Vamos a mimetizarnos con el personaje. Viajaba en uno de esos trenes de cercanías en edad de jubilación cuando la grabación que se repetía constantemente comenzó a emitir un pitido ensordecedor en mitad de su recital. El sobresalto fue abrumante, pero nadie a mi alrededor se inmutaba. ¿Sería mi imaginación? La grabación reiniciaba sus consejos de viaje para volver a ser interrumpida por ese diabólico sonido. Ninguna reacción. ¿En serio, señores? El mundo entero puede estar absorto en sus pensamientos, pero ese acrobático crujido semejante a un altavoz cayendo de un quinto piso tenía que provocar alguna mueca de desagrado en alguien. Solo nos dejaba dos posibilidades: estar frente a un sonido que cualquiera pudiese ignorar o que yo estuviese multiplicando su efecto en mi cerebro —aunque yo tenía razón y el resto se equivocaba, eso en mi cabeza lo teníamos todas claro—. El sonido se convierte así en un emancipado disturbio que contempla la sensibilidad de sus afectados y convive con la ignorancia de aquellos que lo eluden.
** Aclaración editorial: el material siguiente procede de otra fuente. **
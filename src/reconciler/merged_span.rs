#[cfg(feature = "serde")]
use serde::{Deserialize, Serialize};

use crate::Side;

/// Where a piece of the merged document came from.
#[cfg_attr(feature = "serde", derive(Serialize, Deserialize))]
#[cfg_attr(feature = "serde", serde(rename_all = "lowercase"))]
#[derive(Debug, Clone, Copy, PartialEq, Eq, Hash)]
pub enum Origin {
    /// Text shared by both documents.
    Common,
    /// Text of a disagreement, taken from the chosen document.
    Chosen(Side),
}

/// Wrapper type for `(String, Origin)` describing a span of the merged
/// document.
#[cfg_attr(feature = "serde", derive(Serialize, Deserialize))]
#[derive(Debug, Clone, PartialEq, Eq, Hash)]
pub struct MergedSpan {
    text: String,
    origin: Origin,
}

impl MergedSpan {
    #[must_use]
    pub fn new(text: String, origin: Origin) -> Self { MergedSpan { text, origin } }

    #[must_use]
    pub fn text(&self) -> &str { &self.text }

    #[must_use]
    pub fn origin(&self) -> Origin { self.origin }
}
El debut de Frida Kempff, hasta el momento interesada en el documental, sabe dotar al sonido de un potente carisma con el que acrecentar distancias sociales. Su punto de partida nos invita a poner en duda cualquier testimonio de su protagonista, Molly, una mujer que debe comenzar de nuevo su vida. Lo hace en un lugar desconocido, que pronto se convierte en el centro de la acción. Knocking se resume en la constancia que invita a la locura a dar un paso al frente, pero no desde la desacreditación de quien sufre ese sonido, buscando una motivación que vaya un poco más allá de lo acostumbrado.
Para ello enfrentamos varios temas a un mismo tiempo. Molly es una mujer, que va a vivir a un edificio donde prácticamente todos los vecinos son hombres. Además, Molly acaba de pasar una temporada en un hospital psiquiátrico, encontrándose bajo supervisión de su actividad y una rigurosa alimentación farmacológica. En ambos sentidos, la directora busca reinterpretar los roles de género y la forma de entender la salud mental, por el modo en cómo todo aquel que rodea a la protagonista invalida aquello que ella está convencida de oír. No hay que obviar que este es un ejercicio de género y por tanto se busca un ambiente opresivo que vaya dando forma al macabro repiqueteo de paredes con el que convive Molly. Afrontamos continuamente la imagen de ella en primer plano, llevándonos a imaginar el enfrentamiento continuo que tiene con su realidad, de un modo acusatorio o imperativo, la cámara se aferra a su cuerpo para que el efecto sea más desquiciante y absorbente. Al mismo tiempo, idealiza el recuerdo de su pasado con una imagen calmada y veraniega, siendo este un recurso continuado con el que concebir la culpa personal a través de un reiterativo ‹flashback› que focaliza el drama de Molly, otorgando un sentido a su antes y a su actualidad, dándonos a entender que debe salvar una situación que no pudo en el pasado, para recrear una y otra vez la incógnita de qué es real y qué un mal viaje auditivo.
Dentro de esta ambientación pesadillesca, que bascula entre el drama intimista y el desenfoque de la realidad, la directora exprime el concepto de bucle, permitiéndose incluso un pequeño homenaje a la magnífica escena de la ventana de El quimérico inquilino de Roman Polanski. Knocking consigue agudizar el ingenio sonoro y desvirtuar las funciones cognitivas en favor de la obsesión, pero el bucle en el que nos encasilla no termina de conseguir su efecto asfixiante, hasta el punto de no importar realmente hacia dónde cae la balanza al final del film. Pese a ello, no deja de ser un interesante ejercicio de terror a través de elementos cotidianos, confirmando que nuevas voces buscan afianzar las historias más oscuras a través de las renovadas preocupaciones de la sociedad sin dar la espalda a los clásicos, además de poner en el punto de mira lo posible como estigma de nuestra convivencia colectiva.